1. Il quadro di riferimento generale
Il sistema insediativo della provincia è caratterizzato dalla complessa struttura urbana della città di Roma, dalla presenza di gruppi di centri contigui (la cintura più prossima a Roma) e da centri satellitari più esterni di media e piccola dimensione. Dopo la grande crescita degli anni ’60-’80, tale sistema è stato oggetto negli anni ’90 e 2000 di intense dinamiche metropolitane e processi trasformativi locali, che ne hanno modificato profondamente struttura e forma, accentuando la conurbazione su Roma dei centri contigui, l’aggregazione tra loro di più centri satellitari di II corona e della costa, la destrutturazione di centri più esterni e la formazione di estese aree di insediamenti diffusi periurbani nei territori intermedi e nelle fasce costiere; tutto ciò ha determinato la tendenza alla perdita del policentrismo e delle identità locali e alla propagazione dell’omogeneizzazione secondo il modello insediativo delle periferie urbane.

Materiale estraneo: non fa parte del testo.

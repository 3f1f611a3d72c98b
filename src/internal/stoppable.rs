//! Failure-collecting shutdown sweep.

use crate::error::{BoxError, RegistryError, RegistryResult};
use crate::instance::Instance;
use crate::provider::ServiceProvider;
use crate::traits::Stoppable;

/// Stops a sequence of providers and instances, collecting every failure
/// instead of stopping at the first one.
///
/// Failures that are themselves aggregated [`RegistryError::Stop`] errors are
/// flattened, so a whole shutdown sweep reports one flat list.
#[derive(Default)]
pub(crate) struct CompositeStoppable {
    failures: Vec<BoxError>,
}

impl CompositeStoppable {
    pub(crate) fn new() -> Self {
        Self::default()
    }

    /// Stops a provider, recording its failure if any.
    pub(crate) fn stop_provider(&mut self, provider: &dyn ServiceProvider) {
        if let Err(error) = provider.stop() {
            self.record(error);
        }
    }

    /// Stops an instance if it can be viewed as [`Stoppable`].
    pub(crate) fn stop_instance(&mut self, instance: &Instance) {
        let Some(stoppable) = instance.cast::<dyn Stoppable>() else {
            return;
        };
        if let Err(failure) = stoppable.stop() {
            tracing::warn!(class = %instance.class(), error = %failure, "service failed to stop");
            self.failures.push(failure);
        }
    }

    fn record(&mut self, error: RegistryError) {
        match error {
            RegistryError::Stop { failures } => self.failures.extend(failures),
            other => self.failures.push(Box::new(other)),
        }
    }

    /// Ends the sweep, failing if anything failed to stop.
    pub(crate) fn finish(self) -> RegistryResult<()> {
        if self.failures.is_empty() {
            Ok(())
        } else {
            Err(RegistryError::Stop { failures: self.failures })
        }
    }
}
impl ServiceRegistry for RegistryInner {
    fn find_any(&self, spec: &TypeSpec) -> RegistryResult<Option<Instance>> {
        assert_valid_service_type(&self.inspector, spec.erased())?;
        self.state.service_requested(&self.display_name)?;
        match find(spec, None, self.all_services.as_ref(), &self.inspector)? {
            Some(service) => service.get().map(Some),
            None => Ok(None),
        }
    }

    fn get_all_any(&self, class: ClassKey) -> RegistryResult<Vec<Instance>> {
        assert_valid_service_type(&self.inspector, class)?;
        self.state.service_requested(&self.display_name)?;
        let mut visitor = ServiceVisitor::new();
        self.all_services.get_all(class, None, &mut visitor)?;
        let mut seen = AHashSet::new();
        let mut instances = Vec::new();
        for service in visitor.into_services() {
            let instance = service.get()?;
            if seen.insert(instance.addr()) {
                instances.push(instance);
            }
        }
        Ok(instances)
    }

    fn get_factory_any(&self, class: ClassKey) -> RegistryResult<Instance> {
        assert_valid_service_type(&self.inspector, class)?;
        self.state.service_requested(&self.display_name)?;
        let factory = self.all_services.get_factory(class, None)?.ok_or_else(|| {
            RegistryError::unknown(
                class.to_string(),
                format!("No factory for objects of type {} available in {}.", class, self.display_name),
            )
        })?;
        factory.get()
    }

    fn inspector(&self) -> &Arc<ClassInspector> {
        &self.inspector
    }

    fn display_name(&self) -> String {
        self.display_name.clone()
    }
}

/// A hierarchical service registry.
///
/// Services are registered as fixed instances, constructor-injected classes,
/// or through the methods of provider beans. Lookups search the registry's
/// own services first, then its parents in declaration order.
///
/// ```rust
/// use std::sync::Arc;
/// use service_registry::{DefaultServiceRegistry, ServiceRegistryExt};
///
/// struct Clock;
/// service_registry::concrete_service!(Clock);
///
/// let parent = DefaultServiceRegistry::named("global");
/// parent.add(Arc::new(Clock)).unwrap();
///
/// let child = DefaultServiceRegistry::with_parents("build", &[parent.clone()]);
/// assert!(child.find::<Clock>().unwrap().is_some());
/// child.close().unwrap();
/// assert!(!parent.is_closed());
/// ```
#[derive(Clone)]
pub struct DefaultServiceRegistry {
    inner: Arc<RegistryInner>,
}

impl DefaultServiceRegistry {
    /// A registry without parents, named `DefaultServiceRegistry`.
    pub fn new() -> Self {
        Self::named(DEFAULT_NAME)
    }

    pub fn named(display_name: impl Into<String>) -> Self {
        Self::with_parents(display_name, &[])
    }

    /// A registry delegating to `parents`, in order. The class inspector of
    /// the first parent is shared.
    pub fn with_parents(display_name: impl Into<String>, parents: &[DefaultServiceRegistry]) -> Self {
        let inspector = Self::inherited_inspector(parents);
        DefaultServiceRegistry { inner: RegistryInner::new(display_name.into(), inspector, parents, None) }
    }

    /// A registry without parents with each of `providers` added.
    pub fn create<I>(providers: I) -> RegistryResult<Self>
    where
        I: IntoIterator,
        I::Item: Into<ProviderBean>,
    {
        let registry = Self::new();
        for provider in providers {
            registry.add_provider(provider)?;
        }
        Ok(registry)
    }

    pub fn builder() -> RegistryBuilder {
        RegistryBuilder::default()
    }

    fn inherited_inspector(parents: &[DefaultServiceRegistry]) -> Arc<ClassInspector> {
        parents
            .first()
            .map(|parent| Arc::clone(parent.inner.class_inspector()))
            .unwrap_or_default()
    }

    /// Registers a fixed instance under its own class.
    pub fn add<C: ServiceType + Send + Sync>(&self, instance: Arc<C>) -> RegistryResult<&Self> {
        self.add_as::<C, C>(instance)
    }

    /// Registers a fixed instance under the service type `S`.
    pub fn add_as<S, C>(&self, instance: Arc<C>) -> RegistryResult<&Self>
    where
        S: ?Sized + ServiceType,
        C: ServiceType + Send + Sync,
    {
        let details = self.inner.class_inspector().details(ClassKey::of::<C>());
        self.inner.add_instance(TypeSpec::of::<S>(), Instance::new(details, RawValue::new(instance)))?;
        Ok(self)
    }

    /// Adds the services declared by the methods of a provider bean, and runs
    /// its configure methods.
    pub fn add_provider(&self, provider: impl Into<ProviderBean>) -> RegistryResult<&Self> {
        self.inner.add_provider(provider.into())?;
        Ok(self)
    }

    /// Runs a registration action against this registry.
    pub fn register<A: ServiceRegistrationAction + ?Sized>(&self, action: &A) -> RegistryResult<&Self> {
        self.inner.assert_mutable()?;
        let token = create_token(simple_name(std::any::type_name::<A>()));
        action.register_services(&ServiceRegistration::new(Arc::clone(&self.inner), token))?;
        Ok(self)
    }

    /// Stops every instance realized by this registry, dependents first.
    /// Parents are left untouched. Only the first call has an effect.
    pub fn close(&self) -> RegistryResult<()> {
        self.inner.close()
    }

    pub fn is_closed(&self) -> bool {
        self.inner.state.is_closed()
    }

    /// This registry as the `dyn ServiceRegistry` it provides to its services.
    pub fn as_service_registry(&self) -> Arc<dyn ServiceRegistry> {
        Arc::clone(&self.inner) as Arc<dyn ServiceRegistry>
    }

    /// Whether both handles refer to the same registry.
    pub fn ptr_eq(&self, other: &DefaultServiceRegistry) -> bool {
        Arc::ptr_eq(&self.inner, &other.inner)
    }
}

impl Default for DefaultServiceRegistry {
    fn default() -> Self {
        Self::new()
    }
}

impl ServiceRegistry for DefaultServiceRegistry {
    fn find_any(&self, spec: &TypeSpec) -> RegistryResult<Option<Instance>> {
        self.inner.find_any(spec)
    }

    fn get_all_any(&self, class: ClassKey) -> RegistryResult<Vec<Instance>> {
        self.inner.get_all_any(class)
    }

    fn get_factory_any(&self, class: ClassKey) -> RegistryResult<Instance> {
        self.inner.get_factory_any(class)
    }

    fn inspector(&self) -> &Arc<ClassInspector> {
        self.inner.class_inspector()
    }

    fn display_name(&self) -> String {
        self.inner.display_name.clone()
    }
}

impl fmt::Display for DefaultServiceRegistry {
    fn fmt(&self, f: &mut fmt::Formatter<'_>) -> fmt::Result {
        f.write_str(&self.inner.display_name)
    }
}
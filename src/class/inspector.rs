//! Memoized class facts.

use std::any::TypeId;
use std::fmt;
use std::sync::Arc;

use ahash::{AHashMap, AHashSet};
use once_cell::sync::OnceCell;
use parking_lot::RwLock;

use super::{Caster, ClassKind, Constructor, CreateFn, FactoryCapability};
use crate::error::RegistryResult;
use crate::key::ClassKey;
use crate::method::{classify, ProviderDetails, ServiceRegistrationProvider};

/// The `Factory<E>` interface a class implements, with its element type.
#[derive(Clone)]
pub(crate) struct FactoryView {
    pub(crate) interface: ClassKey,
    pub(crate) element: ClassKey,
    pub(crate) create: CreateFn,
}

/// Everything the registry needs to know about one class.
///
/// Built once per class and inspector from the class's [`ClassDescriptor`](super::ClassDescriptor)
/// and the details of its supertypes.
pub struct ClassDetails {
    key: ClassKey,
    kind: ClassKind,
    supertypes: Vec<ClassKey>,
    hierarchy: Vec<ClassKey>,
    hierarchy_ids: AHashSet<TypeId>,
    annotations: AHashSet<TypeId>,
    casts: AHashMap<TypeId, Caster>,
    own_factory: Option<FactoryCapability>,
    factory: OnceCell<Option<FactoryView>>,
    constructor: Option<Constructor>,
}

impl ClassDetails {
    /// The class these details describe.
    pub fn key(&self) -> ClassKey {
        self.key
    }

    /// The kind of the class.
    pub fn kind(&self) -> ClassKind {
        self.kind
    }

    /// The class followed by its transitive supertypes, depth first, without
    /// duplicates.
    pub fn hierarchy(&self) -> &[ClassKey] {
        &self.hierarchy
    }

    /// Whether `other` appears in this class's hierarchy.
    pub fn is_subtype_of(&self, other: ClassKey) -> bool {
        other == ClassKey::of::<super::markers::Object>() || self.hierarchy_ids.contains(&other.id())
    }

    /// Whether any class in the hierarchy carries `annotation`.
    pub fn has_annotation(&self, annotation: ClassKey) -> bool {
        self.annotations.contains(&annotation.id())
    }

    pub(crate) fn caster(&self, target: TypeId) -> Option<&Caster> {
        self.casts.get(&target)
    }

    pub(crate) fn constructor(&self) -> Option<&Constructor> {
        self.constructor.as_ref()
    }

    /// Finds the first `Factory<E>` interface in the hierarchy.
    pub(crate) fn factory(&self, inspector: &ClassInspector) -> Option<FactoryView> {
        self.factory
            .get_or_init(|| {
                if let Some(capability) = &self.own_factory {
                    return Some(FactoryView {
                        interface: self.key,
                        element: capability.element,
                        create: Arc::clone(&capability.create),
                    });
                }
                self.supertypes
                    .iter()
                    .find_map(|supertype| inspector.details(*supertype).factory(inspector))
            })
            .clone()
    }
}

impl fmt::Debug for ClassDetails {
    fn fmt(&self, f: &mut fmt::Formatter<'_>) -> fmt::Result {
        f.debug_struct("ClassDetails")
            .field("key", &self.key)
            .field("kind", &self.kind)
            .field("hierarchy", &self.hierarchy)
            .finish()
    }
}

/// Per-class cache of hierarchy, annotation and provider-method facts.
///
/// Entries are computed without holding a lock and inserted put-if-absent, so
/// concurrent callers may compute the same entry twice but all observe the
/// first one stored. One inspector is shared by a registry and every registry
/// created with it as first parent; [`clear`](Self::clear) resets it between
/// test runs.
#[derive(Default)]
pub struct ClassInspector {
    classes: RwLock<AHashMap<TypeId, Arc<ClassDetails>>>,
    providers: RwLock<AHashMap<TypeId, Arc<ProviderDetails>>>,
}

impl ClassInspector {
    pub fn new() -> Self {
        Self::default()
    }

    /// Returns the details of `key`, computing them on first use.
    pub fn details(&self, key: ClassKey) -> Arc<ClassDetails> {
        if let Some(details) = self.classes.read().get(&key.id()) {
            return Arc::clone(details);
        }
        let computed = Arc::new(self.compute(key));
        let mut classes = self.classes.write();
        Arc::clone(classes.entry(key.id()).or_insert(computed))
    }

    /// The transitive hierarchy of `key`, starting with `key` itself.
    pub fn hierarchy(&self, key: ClassKey) -> Vec<ClassKey> {
        self.details(key).hierarchy().to_vec()
    }

    /// Whether a value of class `from` can be used where `target` is expected.
    pub fn is_assignable(&self, target: ClassKey, from: ClassKey) -> bool {
        target == from || self.details(from).is_subtype_of(target)
    }

    /// Does the given class have the given annotation somewhere in its hierarchy?
    pub fn has_annotation(&self, class: ClassKey, annotation: ClassKey) -> bool {
        self.details(class).has_annotation(annotation)
    }

    /// Number of classes currently cached.
    pub fn cached_classes(&self) -> usize {
        self.classes.read().len()
    }

    /// Drops every cached entry.
    pub fn clear(&self) {
        self.classes.write().clear();
        self.providers.write().clear();
    }

    /// Classified methods of the provider type `P`. Failed classifications
    /// are not cached.
    pub(crate) fn provider_details<P: ServiceRegistrationProvider>(&self) -> RegistryResult<Arc<ProviderDetails>> {
        let id = TypeId::of::<P>();
        if let Some(details) = self.providers.read().get(&id) {
            return Ok(Arc::clone(details));
        }
        let computed = Arc::new(classify::<P>()?);
        let mut providers = self.providers.write();
        Ok(Arc::clone(providers.entry(id).or_insert(computed)))
    }

    fn compute(&self, key: ClassKey) -> ClassDetails {
        let descriptor = key.describe();

        let mut hierarchy = vec![key];
        let mut hierarchy_ids = AHashSet::new();
        hierarchy_ids.insert(key.id());
        let mut annotations: AHashSet<TypeId> = descriptor.annotations.iter().map(|a| a.id()).collect();
        let mut casts: AHashMap<TypeId, Caster> = AHashMap::new();
        let mut supertypes = Vec::with_capacity(descriptor.supertypes.len());

        for supertype in &descriptor.supertypes {
            supertypes.push(supertype.key);
            let details = self.details(supertype.key);
            for class in details.hierarchy() {
                if hierarchy_ids.insert(class.id()) {
                    hierarchy.push(*class);
                }
            }
            annotations.extend(details.annotations.iter().copied());

            let Some(cast) = &supertype.cast else { continue };
            casts.entry(supertype.key.id()).or_insert_with(|| Arc::clone(cast));
            for (target, further) in &details.casts {
                if casts.contains_key(target) {
                    continue;
                }
                let first = Arc::clone(cast);
                let second = Arc::clone(further);
                let composed: Caster = Arc::new(move |value| first(value).and_then(|mid| second(&mid)));
                casts.insert(*target, composed);
            }
        }

        ClassDetails {
            key,
            kind: descriptor.kind,
            supertypes,
            hierarchy,
            hierarchy_ids,
            annotations,
            casts,
            own_factory: descriptor.factory,
            factory: OnceCell::new(),
            constructor: descriptor.constructor,
        }
    }
}

impl fmt::Debug for ClassInspector {
    fn fmt(&self, f: &mut fmt::Formatter<'_>) -> fmt::Result {
        f.debug_struct("ClassInspector")
            .field("classes", &self.classes.read().len())
            .field("providers", &self.providers.read().len())
            .finish()
    }
}

#[cfg(test)]
mod tests {
    use super::*;
    use crate::instance::{Instance, RawValue};

    trait Animal: Send + Sync {
        fn name(&self) -> &'static str;
    }
    trait Pet: Animal {}
    crate::interface_service!(dyn Animal);
    crate::interface_service!(dyn Pet: dyn Animal);

    struct Dog;
    impl Animal for Dog {
        fn name(&self) -> &'static str {
            "dog"
        }
    }
    impl Pet for Dog {}
    crate::concrete_service!(Dog: dyn Pet);

    struct Marker;
    crate::annotation_type!(Marker);

    struct Tagged;
    impl crate::ServiceType for Tagged {
        fn describe() -> super::super::ClassDescriptor {
            super::super::ClassBuilder::<Tagged>::concrete().annotated::<Marker>().build()
        }
    }

    #[test]
    fn hierarchy_is_transitive_and_ordered() {
        let inspector = ClassInspector::new();
        let hierarchy = inspector.hierarchy(ClassKey::of::<Dog>());
        assert_eq!(
            hierarchy,
            vec![ClassKey::of::<Dog>(), ClassKey::of::<dyn Pet>(), ClassKey::of::<dyn Animal>()]
        );
        assert!(inspector.is_assignable(ClassKey::of::<dyn Animal>(), ClassKey::of::<Dog>()));
        assert!(!inspector.is_assignable(ClassKey::of::<Dog>(), ClassKey::of::<dyn Animal>()));
    }

    #[test]
    fn casts_compose_through_supertypes() {
        let inspector = ClassInspector::new();
        let details = inspector.details(ClassKey::of::<Dog>());
        let instance = Instance::new(details, RawValue::new(Arc::new(Dog)));
        let animal = instance.cast::<dyn Animal>().map(|a| a.name());
        assert_eq!(animal, Some("dog"));
    }

    #[test]
    fn annotations_are_found_in_hierarchy() {
        let inspector = ClassInspector::new();
        assert!(inspector.has_annotation(ClassKey::of::<Tagged>(), ClassKey::of::<Marker>()));
        assert!(!inspector.has_annotation(ClassKey::of::<Dog>(), ClassKey::of::<Marker>()));
    }

    #[test]
    fn details_are_shared_until_cleared() {
        let inspector = ClassInspector::new();
        let first = inspector.details(ClassKey::of::<Dog>());
        let second = inspector.details(ClassKey::of::<Dog>());
        assert!(Arc::ptr_eq(&first, &second));
        assert_eq!(inspector.cached_classes(), 3);

        inspector.clear();
        assert_eq!(inspector.cached_classes(), 0);
        let third = inspector.details(ClassKey::of::<Dog>());
        assert!(!Arc::ptr_eq(&first, &third));
    }
}
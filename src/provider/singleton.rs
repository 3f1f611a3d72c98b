//! Lazily realized single-instance services.

use std::any::Any;
use std::cell::RefCell;
use std::sync::atomic::{AtomicBool, AtomicU8, AtomicUsize, Ordering};
use std::sync::{Arc, Weak};

use once_cell::sync::OnceCell;
use parking_lot::{Mutex, ReentrantMutex, RwLock};
use smallvec::SmallVec;

use super::{find, is_satisfied_by, service_id, Service, ServiceProvider, ServiceVisitor};
use crate::access::{ServiceAccessScope, ServiceAccessToken};
use crate::class::{ClassDetails, ClassInspector, ClassKind, Constructor};
use crate::error::{RegistryError, RegistryResult};
use crate::instance::Instance;
use crate::internal::CompositeStoppable;
use crate::key::{format_types, ClassKey, TypeSpec};
use crate::method::ServiceMethod;
use crate::registry::RegistryInner;

const UNBOUND: u8 = 0;
const BINDING: u8 = 1;
const BOUND: u8 = 2;

pub(crate) type ServiceTypes = SmallVec<[TypeSpec; 2]>;

/// What a service instance is created from. Dropped after the first
/// successful creation.
#[derive(Clone)]
enum ServiceSource {
    Method {
        target: Arc<dyn Any + Send + Sync>,
        method: Arc<ServiceMethod>,
    },
    Constructor {
        class: Arc<ClassDetails>,
        constructor: Constructor,
    },
}

impl ServiceSource {
    fn parameter_types(&self) -> Vec<TypeSpec> {
        match self {
            ServiceSource::Method { method, .. } => method.parameter_types().to_vec(),
            ServiceSource::Constructor { constructor, .. } => constructor.params.clone(),
        }
    }

    fn factory_display_name(&self) -> String {
        match self {
            ServiceSource::Method { method, .. } => format!("method {}.{}()", method.owner(), method.name()),
            ServiceSource::Constructor { class, .. } => format!("{} constructor", class.key()),
        }
    }
}

#[derive(Debug, Clone, Copy, PartialEq, Eq)]
enum SourceKind {
    Fixed,
    Method,
    Constructor,
}

#[derive(Default)]
struct Retained {
    source: Option<ServiceSource>,
    params: Option<Vec<Arc<dyn Service>>>,
}

/// A service with exactly one instance, created on first access.
///
/// Binding resolves the parameter services once; creation invokes the factory
/// method or constructor with their instances. Both run under a per-service
/// reentrant monitor, so a service reached again while it is still binding is
/// a dependency cycle.
pub(crate) struct SingletonService {
    this: Weak<SingletonService>,
    owner: Weak<RegistryInner>,
    inspector: Arc<ClassInspector>,
    scope: ServiceAccessScope,
    token: Option<ServiceAccessToken>,
    service_types: ServiceTypes,
    service_classes: SmallVec<[ClassKey; 2]>,
    kind: SourceKind,
    detailed_name: String,
    retains_source: AtomicBool,
    bind_state: AtomicU8,
    monitor: ReentrantMutex<RefCell<Retained>>,
    instance: RwLock<Option<Instance>>,
    dependents: Mutex<Vec<Weak<SingletonService>>>,
    decorates: AtomicUsize,
    factory_element: OnceCell<Option<ClassKey>>,
}

fn validate_implementation(inspector: &ClassInspector, types: &[TypeSpec], implementation: ClassKey) -> RegistryResult<()> {
    for service_type in types {
        let class = service_type.erased();
        if !inspector.is_assignable(class, implementation) {
            return Err(RegistryError::validation(format!(
                "Cannot register implementation '{}' for service '{}', because it does not implement it",
                implementation, class
            )));
        }
    }
    Ok(())
}
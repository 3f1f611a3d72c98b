//! Access tokens and scopes controlling service visibility.
//!
//! Each registration source (a provider bean, a registration action, the
//! registry itself) receives its own [`ServiceAccessToken`]. Services declared
//! private are only visible to lookups carrying the token of the source that
//! declared them.

use std::fmt;
use std::sync::atomic::{AtomicU64, Ordering};
use std::sync::Arc;

static NEXT_TOKEN: AtomicU64 = AtomicU64::new(1);

struct TokenInner {
    id: u64,
    owner: String,
}

/// Unforgeable identifier of one registration source.
///
/// Tokens compare by identity: clones of one token are equal, two tokens
/// created for the same owner are not.
#[derive(Clone)]
pub struct ServiceAccessToken(Arc<TokenInner>);

impl ServiceAccessToken {
    /// Display name of the source this token was created for.
    pub fn owner(&self) -> &str {
        &self.0.owner
    }
}

impl PartialEq for ServiceAccessToken {
    fn eq(&self, other: &Self) -> bool {
        self.0.id == other.0.id
    }
}

impl Eq for ServiceAccessToken {}

impl fmt::Debug for ServiceAccessToken {
    fn fmt(&self, f: &mut fmt::Formatter<'_>) -> fmt::Result {
        write!(f, "ServiceAccessToken({}#{})", self.0.owner, self.0.id)
    }
}

/// Visibility predicate attached to a service.
#[derive(Clone, Debug, PartialEq, Eq)]
pub enum ServiceAccessScope {
    /// Visible to every lookup, with or without a token.
    Public,
    /// Visible only to lookups carrying this token.
    Private(ServiceAccessToken),
}

impl ServiceAccessScope {
    /// Whether a lookup carrying `token` may see a service in this scope.
    pub fn contains(&self, token: Option<&ServiceAccessToken>) -> bool {
        match self {
            ServiceAccessScope::Public => true,
            ServiceAccessScope::Private(owner) => token == Some(owner),
        }
    }
}

/// Creates a fresh token for the named owner.
pub fn create_token(owner: impl Into<String>) -> ServiceAccessToken {
    let id = NEXT_TOKEN.fetch_add(1, Ordering::Relaxed);
    ServiceAccessToken(Arc::new(TokenInner { id, owner: owner.into() }))
}

/// The scope visible to everyone.
pub fn public_scope() -> ServiceAccessScope {
    ServiceAccessScope::Public
}

/// The scope visible only to holders of `token`.
pub fn private_scope(token: ServiceAccessToken) -> ServiceAccessScope {
    ServiceAccessScope::Private(token)
}
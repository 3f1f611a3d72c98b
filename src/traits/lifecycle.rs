//! Lifecycle handler capability.

use crate::error::RegistryResult;
use crate::instance::Instance;
use crate::key::ClassKey;

/// A registered service as seen by a lifecycle handler.
pub trait LifecycleRegistration {
    /// The classes the service is declared as.
    fn declared_types(&self) -> Vec<ClassKey>;

    /// The service instance, created on demand. Marks the registry as started.
    fn instance(&self) -> RegistryResult<Instance>;
}

/// A service that wants to hear about other services carrying certain
/// annotations.
///
/// Once realized, the handler is offered every singleton service already
/// registered in its registry and every one registered afterwards.
pub trait AnnotatedServiceLifecycleHandler: Send + Sync {
    /// Annotations this handler recognizes.
    fn annotations(&self) -> Vec<ClassKey>;

    /// When set, every service is reported with this annotation regardless of
    /// its declared types.
    fn implicit_annotation(&self) -> Option<ClassKey> {
        None
    }

    fn when_registered(&self, annotation: ClassKey, registration: &dyn LifecycleRegistration);
}

crate::interface_service!(dyn AnnotatedServiceLifecycleHandler);
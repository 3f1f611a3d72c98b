//! Erased invocation of typed provider methods.

use std::any::Any;
use std::marker::PhantomData;
use std::sync::Arc;

use super::{InjectArgs, MethodReturn};
use crate::class::ClassInspector;
use crate::error::BoxError;
use crate::instance::{Instance, RawValue};
use crate::key::simple_name;

/// Calls a provider method on an erased provider bean.
///
/// One method per call shape: factory and decorator methods produce a value,
/// configure methods do not.
pub trait MethodInvoker: Send + Sync {
    /// Invokes a method that produces a service. `Ok(None)` means the method
    /// produced no value.
    fn invoke_factory(
        &self,
        target: &(dyn Any + Send + Sync),
        args: &[Instance],
        inspector: &Arc<ClassInspector>,
    ) -> Result<Option<RawValue>, BoxError>;

    /// Invokes a configure method.
    fn invoke_configure(
        &self,
        target: &(dyn Any + Send + Sync),
        args: &[Instance],
        inspector: &Arc<ClassInspector>,
    ) -> Result<(), BoxError> {
        self.invoke_factory(target, args, inspector).map(|_| ())
    }
}

/// A method of provider `P` backed by a typed closure.
pub(crate) struct TypedMethod<P, A, R, F> {
    call: F,
    _signature: PhantomData<fn(&P, A) -> R>,
}

impl<P, A, R, F> TypedMethod<P, A, R, F> {
    pub(crate) fn new(call: F) -> Self {
        TypedMethod { call, _signature: PhantomData }
    }
}

fn downcast_target<P: 'static>(target: &(dyn Any + Send + Sync)) -> Result<&P, BoxError> {
    target.downcast_ref::<P>().ok_or_else(|| {
        format!("Target object is not an instance of {}.", simple_name(std::any::type_name::<P>())).into()
    })
}

impl<P, A, R, F> MethodInvoker for TypedMethod<P, A, R, F>
where
    P: Send + Sync + 'static,
    A: InjectArgs,
    R: MethodReturn,
    F: Fn(&P, A) -> R + Send + Sync,
{
    fn invoke_factory(
        &self,
        target: &(dyn Any + Send + Sync),
        args: &[Instance],
        inspector: &Arc<ClassInspector>,
    ) -> Result<Option<RawValue>, BoxError> {
        let target = downcast_target::<P>(target)?;
        let args = A::extract(args, inspector)?;
        (self.call)(target, args).into_value()
    }
}

/// A method inherited from base provider `B`, reached from `P` through a
/// projection.
pub(crate) struct ProjectedMethod<P, B> {
    inner: Arc<dyn MethodInvoker>,
    project: fn(&P) -> &B,
}

impl<P, B> ProjectedMethod<P, B> {
    pub(crate) fn new(inner: Arc<dyn MethodInvoker>, project: fn(&P) -> &B) -> Self {
        ProjectedMethod { inner, project }
    }
}

impl<P, B> MethodInvoker for ProjectedMethod<P, B>
where
    P: Send + Sync + 'static,
    B: Send + Sync + 'static,
{
    fn invoke_factory(
        &self,
        target: &(dyn Any + Send + Sync),
        args: &[Instance],
        inspector: &Arc<ClassInspector>,
    ) -> Result<Option<RawValue>, BoxError> {
        let base = (self.project)(downcast_target::<P>(target)?);
        self.inner.invoke_factory(base, args, inspector)
    }
}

I dieci comuni costieri della provincia di Roma hanno subito nel corso degli ultimi trent’anni un aumento demografico ed edilizio del tutto rilevante. A partire infatti dal 1971 si è registrata una crescita in termini di popolazione superiore all’80% a fronte di una variazione che nell’intera provincia non ha superato il 5%. Il gap rispetto alle trasformazioni demografiche provinciali appare attorno allo stesso ordine di grandezze anche per quanto riguarda la variazione del patrimonio abitativo. Questa crescita si manifesta in maniera ancora più evidente se consideriamo che al 31 dicembre 2008 sul litorale laziale risiedevano oltre 950.000 abitanti pari al 17% dell’intera popolazione regionale. Inoltre, nei due maggiori nuclei urbani (XIII Municipio e Latina) si concentra più di un terzo dei residenti dell’intera fascia costiera. I comuni di Civitavecchia e Fiumicino a nord, Pomezia e Anzio a sud costituiscono i nuclei urbani di dimensioni demografiche più consistenti. Tra il 2003 e il 2008 la popolazione costiera ha registrato ulteriori dinamiche significative di crescita (+11,2%) superiori a quelle del Comune di Roma, a quelle regionali (+8,1%) e alle tendenze nazionali (+3,7%). Il territorio costiero a sud della Capitale ha registrato una maggiore crescita (+12,9%) rispetto all’area settentrionale (+9,3%); i maggiori incrementi si sono verificati in comuni che gravitano attorno a Roma, sia nell’area nord (Ladispoli, Fiumicino e Santa Marinella) che a sud (Anzio, Ardea e Pomezia) (Litorale S.p.A. 2010).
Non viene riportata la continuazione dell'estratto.